[Cite as http://purl.org/au-research/grants/nhmrc/458690]
Prof Geoffrey Stewart
Dr Nithiananthan Asokananthan
Brief description Lung surfactant comprises both lipids and proteins and is secreted by alveolar type II cells into the liquid lining the air-tissue interface. These monolayers stabilise the alveoli, decrease the work of breathing, prevent oedema, and assist in the clearance of foreign particles from the epithelial lining. In addition to this homeostatic role in respiration, there is evidence linking surfactant with removal of harmful microbes and allergy and asthma. Various stimuli are known to control surfactant production to maintain normal, healthy lung function but with microbes and allergen, where inflammation is common, the role of pro-inflammatory proteases and protease activated receptors (PAR) in their biology has not been investigated. Our preliminary findings now show, however, that they are involved. In this proposal, we will determine their importance in surfactant production both in vitro and in vivo.

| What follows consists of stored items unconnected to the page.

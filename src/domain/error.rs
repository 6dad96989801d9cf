//! Error types for the databook viewer.
//!
//! This module defines the centralized error type [`ViewerError`] and a type alias
//! [`Result`] for convenient error handling throughout the crate. All errors are
//! implemented using the `thiserror` crate for automatic `Error` trait implementation.
//!
//! None of these errors is fatal to a page session: event handling and rendering
//! log them and carry on with the previous state.

use thiserror::Error;

/// The main error type for viewer operations.
///
/// # Examples
///
/// ```
/// use databook_viewer::ViewerError;
///
/// fn find_anchor(id: &str) -> Result<(), ViewerError> {
///     Err(ViewerError::MissingAnchor(id.to_string()))
/// }
///
/// assert!(find_anchor("dataTable").is_err());
/// ```
#[derive(Debug, Error)]
pub enum ViewerError {
    /// A render target element was not registered on the surface.
    ///
    /// The string is the anchor id that could not be found.
    #[error("Missing render anchor: {0}")]
    MissingAnchor(String),

    /// Preference storage failed.
    ///
    /// Occurs when reading from or writing to the preference backend fails.
    #[error("Storage error: {0}")]
    Storage(String),

    /// Filesystem or I/O operation failed.
    ///
    /// Automatically converts from `std::io::Error` using the `#[from]` attribute.
    #[error("IO error: {0}")]
    Io(#[from] std::io::Error),

    /// The page-scoped data handoff could not be parsed.
    #[error("Data error: {0}")]
    Data(String),

    /// Theme parsing or loading failed.
    #[error("Theme error: {0}")]
    Theme(String),

    /// Configuration is invalid or missing.
    #[error("Configuration error: {0}")]
    Config(String),

    /// A global search was requested with a blank query.
    #[error("Please enter a search term.")]
    EmptyQuery,

    /// A card index did not refer to any loaded card.
    #[error("Unknown card index: {0}")]
    UnknownCard(usize),
}

/// A specialized `Result` type for viewer operations.
pub type Result<T> = std::result::Result<T, ViewerError>;
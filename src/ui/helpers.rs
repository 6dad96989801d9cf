//! Shared markup helpers used across components.

/// Escapes text for use inside HTML content or a double-quoted attribute.
///
/// # Example
///
/// ```
/// use databook_viewer::ui::helpers::html_escape;
///
/// assert_eq!(html_escape(r#"<b>"A&B"</b>"#), "&lt;b&gt;&quot;A&amp;B&quot;&lt;/b&gt;");
/// ```
#[must_use]
pub fn html_escape(s: &str) -> String {
    s.replace('&', "&amp;")
        .replace('<', "&lt;")
        .replace('>', "&gt;")
        .replace('"', "&quot;")
}

/// Upper-cases the first character of `key`, leaving the rest untouched.
///
/// Used for column headers and preview labels.
#[must_use]
pub fn capitalize(key: &str) -> String {
    let mut chars = key.chars();
    chars.next().map_or_else(String::new, |first| {
        first.to_uppercase().chain(chars).collect()
    })
}

#[cfg(test)]
mod tests {
    use super::*;

    #[test]
    fn capitalize_only_touches_first_char() {
        assert_eq!(capitalize("name"), "Name");
        assert_eq!(capitalize("mW_g/mol"), "MW_g/mol");
        assert_eq!(capitalize(""), "");
        assert_eq!(capitalize("état"), "État");
    }

    #[test]
    fn escape_leaves_plain_text() {
        assert_eq!(html_escape("C2H5OH"), "C2H5OH");
        assert_eq!(html_escape("a < b"), "a &lt; b");
    }
}
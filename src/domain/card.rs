//! Card domain model.
//!
//! A card bundles one databook table's metadata with its own record list. The
//! hosting page hands cards over as a JSON array; the card grid lets the user
//! pick one, which then backs the modal table view.

use crate::domain::error::{Result, ViewerError};
use crate::domain::record::{Dataset, Record};
use serde::{Deserialize, Deserializer, Serialize};
use serde_json::Value;

/// One databook table offered in the card grid.
///
/// Field names follow the page data handoff format, so a card deserializes
/// straight from the objects in `cardData`.
#[derive(Debug, Clone, PartialEq, Serialize, Deserialize)]
pub struct Card {
    #[serde(deserialize_with = "id_string")]
    pub db_id: String,
    #[serde(default)]
    pub db_name: String,
    #[serde(deserialize_with = "id_string")]
    pub table_id: String,
    pub table_name: String,
    #[serde(default)]
    pub table_description: Option<String>,
    #[serde(default)]
    pub table_data: Vec<Record>,
}

impl Card {
    /// Parses the card collection handed over by the hosting page.
    ///
    /// # Errors
    ///
    /// Returns [`ViewerError::Data`] if the payload is not an array of cards.
    ///
    /// # Examples
    ///
    /// ```
    /// use databook_viewer::Card;
    ///
    /// let cards = Card::list_from_json(r#"[{
    ///     "db_id": "1", "db_name": "CUSTOM-REF-1",
    ///     "table_id": "2", "table_name": "vapor-pressure",
    ///     "table_data": [{"Name": "Water", "Formula": "H2O"}]
    /// }]"#)?;
    /// assert_eq!(cards[0].dataset().len(), 1);
    /// # Ok::<(), databook_viewer::ViewerError>(())
    /// ```
    pub fn list_from_json(json: &str) -> Result<Vec<Self>> {
        let cards: Vec<Self> = serde_json::from_str(json)
            .map_err(|e| ViewerError::Data(format!("failed to parse card data: {e}")))?;

        tracing::debug!(card_count = cards.len(), "cards loaded");
        Ok(cards)
    }

    /// Description text shown on the card, with the fallback for cards that
    /// carry none.
    #[must_use]
    pub fn description(&self) -> &str {
        self.table_description
            .as_deref()
            .filter(|d| !d.is_empty())
            .unwrap_or("No description available.")
    }

    /// Snapshot of the card's records as a dataset.
    #[must_use]
    pub fn dataset(&self) -> Dataset {
        Dataset::new(self.table_data.clone())
    }

    /// Identifying metadata without the record list.
    #[must_use]
    pub fn meta(&self) -> CardMeta {
        CardMeta {
            db_id: self.db_id.clone(),
            db_name: self.db_name.clone(),
            table_id: self.table_id.clone(),
            table_name: self.table_name.clone(),
        }
    }
}

/// Accepts identifiers serialized either as strings or as numbers.
fn id_string<'de, D>(deserializer: D) -> std::result::Result<String, D::Error>
where
    D: Deserializer<'de>,
{
    Ok(match Value::deserialize(deserializer)? {
        Value::String(s) => s,
        Value::Null => String::new(),
        other => other.to_string(),
    })
}

/// Databook and table identifiers of a card.
#[derive(Debug, Clone, PartialEq, Eq, Serialize, Deserialize)]
pub struct CardMeta {
    pub db_id: String,
    pub db_name: String,
    pub table_id: String,
    pub table_name: String,
}

#[cfg(test)]
mod tests {
    use super::*;

    #[test]
    fn description_falls_back_when_missing_or_blank() {
        let mut cards = Card::list_from_json(
            r#"[{"db_id": "1", "table_id": "1", "table_name": "t", "table_description": ""}]"#,
        )
        .unwrap();
        assert_eq!(cards[0].description(), "No description available.");

        cards[0].table_description = Some("Antoine constants".to_string());
        assert_eq!(cards[0].description(), "Antoine constants");
    }

    #[test]
    fn numeric_identifiers_are_accepted() {
        let cards = Card::list_from_json(
            r#"[{"db_id": 1, "table_id": 12, "table_name": "general-data"}]"#,
        )
        .unwrap();
        assert_eq!(cards[0].db_id, "1");
        assert_eq!(cards[0].table_id, "12");
    }

    #[test]
    fn missing_table_data_means_empty_dataset() {
        let cards =
            Card::list_from_json(r#"[{"db_id": "1", "table_id": "1", "table_name": "t"}]"#).unwrap();
        assert!(cards[0].dataset().is_empty());
        assert_eq!(cards[0].meta().db_name, "");
    }
}
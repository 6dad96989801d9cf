//! Storage record models for the preference layer.

use serde::{Deserialize, Serialize};

/// One stored preference value.
#[derive(Debug, Clone, PartialEq, Eq, Serialize, Deserialize)]
pub struct PreferenceEntry {
    pub value: String,

    /// Unix timestamp of the last write.
    pub updated_at: i64,
}

impl PreferenceEntry {
    /// Creates an entry stamped with the current time.
    #[must_use]
    pub fn new(value: impl Into<String>) -> Self {
        Self {
            value: value.into(),
            updated_at: chrono::Utc::now().timestamp(),
        }
    }
}
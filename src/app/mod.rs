//! Application layer coordinating page state, events, and actions.
//!
//! This layer sits between the runtime and the domain/ui layers. It follows
//! a unidirectional data flow:
//!
//! ```text
//! UI Event → handle_event → Page / TableView transitions → Actions → Side Effects
//!                                     ↓
//!                          compute_viewmodel → ui renderer
//! ```
//!
//! # Modules
//!
//! - [`actions`]: Side effect commands and the selection sink seam
//! - [`handler`]: Event processing and state transition coordinator
//! - [`modal`]: Table view bound to the card overlay
//! - [`pagination`]: Page arithmetic and the page-number window
//! - [`search`]: Cross-table global search
//! - [`state`]: Page state container
//! - [`table_view`]: Search, paging and selection of one table

pub mod actions;
pub mod handler;
pub mod modal;
pub mod pagination;
pub mod search;
pub mod state;
pub mod table_view;

pub use actions::{Action, LogSink, Overlay, SelectionSink};
pub use handler::{handle_event, Event};
pub use modal::ModalTableView;
pub use search::{search_cards, SearchMatch};
pub use state::Page;
pub use table_view::{TableView, ViewKind};
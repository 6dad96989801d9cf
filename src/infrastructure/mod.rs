//! Infrastructure layer for filesystem locations.

pub mod paths;

pub use paths::{default_preferences_path, get_data_dir};
//! Storage layer for page preferences.
//!
//! # Modules
//!
//! - `backend`: Preference store trait and slot names
//! - `json`: JSON file-backed store
//! - `memory`: In-memory store
//! - `models`: Stored record types

pub mod backend;
pub mod json;
pub mod memory;
pub mod models;

pub use backend::{PreferenceStore, THEME_SLOT};
pub use json::JsonPreferenceStore;
pub use memory::MemoryPreferenceStore;
pub use models::PreferenceEntry;
//! Selection preview panel.

use crate::ui::helpers::html_escape;
use crate::ui::viewmodel::PreviewField;
use std::fmt::Write;

/// Markup shown when nothing is selected.
pub const NO_SELECTION: &str = "<p>No data selected</p>";

/// Renders the selected record as label/value pairs, in record key order.
#[must_use]
pub fn render_preview(fields: Option<&[PreviewField]>) -> String {
    let Some(fields) = fields else {
        return NO_SELECTION.to_string();
    };

    let mut html = String::from(r#"<div class="row">"#);
    for field in fields {
        let _ = write!(
            html,
            r#"<div class="col-md-6 mb-2"><div class="fw-bold">{}:</div><div>{}</div></div>"#,
            html_escape(&field.label),
            html_escape(&field.value)
        );
    }
    html.push_str("</div>");
    html
}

The possibility that proteases and their receptors play a role in surfactant production has not been previously described but if shown to play a role in production, we will have identified a novel pathway that will aid our understanding of the mechanisms of surfactant release and, possibly, lung development. Thus, it is anticipated that results from this study may contribute to a significant reduction in morbidity associated with the above mentioned diseases, resulting in reduction in the cost of health care. Social benefits obtained from study this would be improved health as a result of the application of the findings to patients who currently lead a life heavy dependant on medical interventions.